富士通と帝人、自転車フレームに用いられるリサイクル炭素繊維の「資源循環における環境価値化実証プロジェクト」を開始

富士通株式会社は、帝人株式会社と炭素繊維強化プラスチックを使った自転車フレームの製造・販売を行うV Frames GmbH(以下、V Frames社)ならびに自転車メーカーのE Bike Advanced Technologies GmbH(以下、Advanced Bikes社)とともに、自転車のフレームに用いられるリサイクル炭素繊維の「資源循環における環境価値化実証プロジェクト」を開始したと発表した。

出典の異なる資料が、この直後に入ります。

//! Error types for the Skillet client.

use thiserror::Error;

/// Result type for Skillet client operations.
pub type Result<T> = std::result::Result<T, ClientError>;

/// Skillet client errors.
#[derive(Debug, Error)]
pub enum ClientError {
    /// Configuration error (missing base URL, missing user id)
    #[error("Configuration error: {0}")]
    Config(String),

    /// Network error (connection failed, timeout)
    #[error("Network error: {0}")]
    Network(#[from] reqwest::Error),

    /// API error (non-2xx response)
    #[error("API error ({status}): {message}")]
    Api { status: u16, message: String },

    /// Parse error (invalid JSON, unexpected response shape)
    #[error("Parse error: {0}")]
    Parse(String),
}
//! Per-attachment upload progress, keyed by stable local id.

use indexmap::IndexMap;
use std::sync::{Arc, RwLock};

use crate::traits::uploader::ProgressCallback;
use crate::types::media::LocalMediaId;

/// Tracks 0-100 upload progress for each local attachment.
///
/// Clones share state, so one tracker can live in the session while a UI
/// polls another handle. Entries are kept in insertion order. Percentages
/// are clamped to 100 and the last write wins.
#[derive(Clone, Debug, Default)]
pub struct UploadProgressTracker {
    progress: Arc<RwLock<IndexMap<LocalMediaId, u8>>>,
}

impl UploadProgressTracker {
    pub fn new() -> Self {
        Self::default()
    }

    /// Register an attachment at 0% before its upload starts, so a bar
    /// can render immediately.
    pub fn begin(&self, id: LocalMediaId) {
        self.progress.write().unwrap().insert(id, 0);
    }

    /// Callback that records progress for one attachment.
    pub fn callback_for(&self, id: LocalMediaId) -> ProgressCallback {
        let progress = Arc::clone(&self.progress);
        Arc::new(move |percent: u8| {
            progress.write().unwrap().insert(id, percent.min(100));
        })
    }

    /// Current percentage for an attachment, if its upload has started.
    pub fn percent(&self, id: LocalMediaId) -> Option<u8> {
        self.progress.read().unwrap().get(&id).copied()
    }

    /// Copy of every tracked percentage, in insertion order.
    pub fn snapshot(&self) -> IndexMap<LocalMediaId, u8> {
        self.progress.read().unwrap().clone()
    }

    pub fn is_empty(&self) -> bool {
        self.progress.read().unwrap().is_empty()
    }

    /// Forget all progress, at the start and end of a submit.
    pub fn clear(&self) {
        self.progress.write().unwrap().clear();
    }
}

本実証プロジェクトでは、帝人および富士通が2022年7月より構築を進めている「リサイクル素材の環境価値化プラットフォーム」を活用し、自転車フレームに使用される材料の資源や環境負荷に関する証跡データを収集・管理するとともに、そのプロセスの実現性を評価し、可視化したデータの価値を検証する。そして、環境への関心が高い自転車市場における、証跡データの開示によるトレーサビリティの実現やカーボンマネジメントへの活用による価値の創出を目指す。

■背景

世界的な環境規制の強化に伴い、企業には、より厳格なカーボンマネジメント対応が求められているほか、資源の循環利用に関する証明の活用を制度化する動向が見られるという。これに対応するため、帝人と富士通は、2022年7月より、バリューチェーン全体での環境負荷に関するデータの収集・分析や、リサイクル素材の出自の証明などの環境負荷情報を提供することによるリサイクル素材の利活用や環境配慮設計を促進する取り組みとして、「リサイクル素材の環境価値化プラットフォーム実現プロジェクト」を共同で進めている。

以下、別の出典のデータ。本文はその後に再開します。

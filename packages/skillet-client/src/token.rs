//! Bearer token handling with secure memory.
//!
//! Uses the `secrecy` crate to prevent accidental logging of credentials.

use secrecy::{ExposeSecret, SecretBox};
use std::fmt;

/// A bearer token that won't be logged or displayed.
///
/// Uses `secrecy::SecretBox` so tokens never leak into logs, debug
/// output, or error messages.
pub struct ApiToken(SecretBox<str>);

impl ApiToken {
    /// Create a new token.
    pub fn new(value: impl Into<String>) -> Self {
        Self(SecretBox::new(Box::from(value.into().as_str())))
    }

    /// Expose the token value for use.
    ///
    /// Only call this when actually attaching the token to a request.
    pub fn expose(&self) -> &str {
        self.0.expose_secret()
    }
}

impl Clone for ApiToken {
    fn clone(&self) -> Self {
        Self::new(self.expose().to_string())
    }
}

impl fmt::Debug for ApiToken {
    fn fmt(&self, f: &mut fmt::Formatter<'_>) -> fmt::Result {
        f.write_str("[REDACTED]")
    }
}

impl fmt::Display for ApiToken {
    fn fmt(&self, f: &mut fmt::Formatter<'_>) -> fmt::Result {
        f.write_str("[REDACTED]")
    }
}

impl From<String> for ApiToken {
    fn from(s: String) -> Self {
        Self::new(s)
    }
}

impl From<&str> for ApiToken {
    fn from(s: &str) -> Self {
        Self::new(s)
    }
}

#[cfg(test)]
mod tests {
    use super::*;

    #[test]
    fn test_token_not_in_debug() {
        let token = ApiToken::new("st-super-secret-token");
        let debug = format!("{:?}", token);
        assert!(!debug.contains("st-super"));
        assert!(debug.contains("[REDACTED]"));
    }

    #[test]
    fn test_token_not_in_display() {
        let token = ApiToken::new("st-super-secret-token");
        let display = format!("{}", token);
        assert!(!display.contains("st-super"));
        assert!(display.contains("[REDACTED]"));
    }

    #[test]
    fn test_expose_works() {
        let token = ApiToken::new("st-super-secret-token");
        assert_eq!(token.expose(), "st-super-secret-token");
    }
}
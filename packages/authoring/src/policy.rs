//! Selection-time validation of media attachments.
//!
//! Checks run in cost order: content types first, then the count caps,
//! then duration probes on any incoming videos. The whole batch is
//! accepted or rejected together, and rejection leaves the already
//! attached media untouched.

use std::time::Duration;

use crate::error::{SelectionError, SelectionResult};
use crate::traits::probe::MediaProbe;
use crate::types::media::{MediaKind, PendingMediaSet, SelectedFile};

/// Most media files attachable to one post.
pub const MAX_MEDIA_ITEMS: usize = 3;

/// Most videos attachable to one post.
pub const MAX_VIDEOS: usize = 1;

/// Longest acceptable video.
pub const MAX_VIDEO_DURATION: Duration = Duration::from_secs(30);

/// A file that passed every selection check, with its classification.
#[derive(Debug, Clone)]
pub struct AcceptedFile {
    pub file: SelectedFile,
    pub kind: MediaKind,
}

/// The caps applied when files are selected.
///
/// Counts are measured over the whole draft, attachments already present
/// included, so an edit session cannot sneak past the caps by adding in
/// smaller batches.
#[derive(Debug, Clone)]
pub struct MediaValidationPolicy {
    max_items: usize,
    max_videos: usize,
    max_video_duration: Duration,
}

impl Default for MediaValidationPolicy {
    fn default() -> Self {
        Self {
            max_items: MAX_MEDIA_ITEMS,
            max_videos: MAX_VIDEOS,
            max_video_duration: MAX_VIDEO_DURATION,
        }
    }
}

impl MediaValidationPolicy {
    pub fn new() -> Self {
        Self::default()
    }

    pub fn with_max_items(mut self, max_items: usize) -> Self {
        self.max_items = max_items;
        self
    }

    pub fn with_max_videos(mut self, max_videos: usize) -> Self {
        self.max_videos = max_videos;
        self
    }

    pub fn with_max_video_duration(mut self, limit: Duration) -> Self {
        self.max_video_duration = limit;
        self
    }

    /// Validate a batch of picked files against what is already attached.
    ///
    /// Returns the files with their classifications when every check
    /// passes, or the first failure.
    pub async fn check_selection<P: MediaProbe>(
        &self,
        probe: &P,
        current: &PendingMediaSet,
        files: &[SelectedFile],
    ) -> SelectionResult<Vec<AcceptedFile>> {
        // 1. Every file must be an image or a video.
        let mut accepted = Vec::with_capacity(files.len());
        for file in files {
            let kind = file.kind().ok_or_else(|| SelectionError::UnsupportedFileType {
                name: file.file_name.clone(),
                content_type: file.content_type.clone(),
            })?;
            accepted.push(AcceptedFile {
                file: file.clone(),
                kind,
            });
        }

        // 2. Count caps over the whole draft.
        if current.len() + accepted.len() > self.max_items {
            return Err(SelectionError::TooManyItems {
                limit: self.max_items,
            });
        }

        let incoming_videos = accepted.iter().filter(|a| a.kind.is_video()).count();
        if current.video_count() + incoming_videos > self.max_videos {
            return Err(SelectionError::TooManyVideos {
                limit: self.max_videos,
            });
        }

        // 3. Duration probes for incoming videos, first offender wins.
        for item in accepted.iter().filter(|a| a.kind.is_video()) {
            let duration = probe.video_duration(&item.file).await.map_err(|source| {
                SelectionError::ProbeFailed {
                    name: item.file.file_name.clone(),
                    source,
                }
            })?;
            if duration > self.max_video_duration {
                return Err(SelectionError::VideoTooLong {
                    name: item.file.file_name.clone(),
                    duration,
                    limit: self.max_video_duration,
                });
            }
        }

        Ok(accepted)
    }
}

一方、欧州の自転車産業では、多くがアジアで製造されたフレームを使用し、また、使用済みフレームの多くをアジアで埋め立て処分している。加えて、材料や使用済みフレームといった資源の長距離輸送によるエネルギー消費量がかさむことから、資源が循環利用されずに処分されていることが大きな問題となっているという。そのような中、V Frames社は、ドイツ国内での資源活用や製品寿命を迎えたV Frames社製自転車フレームを再利用したフレームの製造に取り組み、温室効果ガス(GHG)排出量削減に貢献している。帝人と富士通は、V Frames社のGHG排出量削減の成果を可視化することで、環境に対する関心が高い自転車市場をはじめ、炭素繊維を扱う業界への意識付けを行う試みとして、V Frames社ならびにAdvanced Bikes社とともに、自転車フレームに用いられるリサイクル炭素繊維の「資源循環における環境価値化実証プロジェクト」を開始したとのことだ。

■「実証プロジェクト」の概要

・目的
自転車業界の資源循環における環境価値化のため、自転車フレームに使用される材料の資源や環境負荷に関する証跡データを収集・管理するとともに、そのプロセスの実現性を評価し、可視化したデータの価値を検証すること。

・各社の役割
帝人:各工程における環境評価の支援およびエコシステム構築に向けたステークホルダーとの連携。
富士通:ブロックチェーン利活用サービス「Fujitsu Track and Trust」によるプラットフォームの実装およびトレースデータの可視化ツールの開発。
V Frames社、Advanced Bikes社:自社内の各工程における環境負荷情報のプラットフォームへのアップロード、データの収集プロセスやプラットフォーム上で可視化されたデータのレビュー。

・期間
2023年1月~2023年3月(予定)

・「実証プロジェクト」の将来像
「実証プロジェクト」で確立するプラットフォームでは、自転車フレームのリサイクルから販売に至るまでの全工程における資源に関する情報(所在、状態、環境負荷など)が反映されるため、物理空間の資源の状況をデジタルで仮想的に表現(デジタルツイン)することができる。さらに、ブロックチェーンを用いることで過去の状況を遡って参照できるため、資源に対して「トレース可能なデジタルツイン」が実現可能となる。本プラットフォームのデータに基づき、自転車ユーザーに対するトレースデータの開示や、ステークホルダーのカーボンマネジメントなどに活用することで価値を生み出す。

本プラットフォームに蓄積されたデータは、自転車フレームの資源循環を実現していることを示すデータであることから、将来的には、ESG投資の評価やクレジットとしての活用に展開する。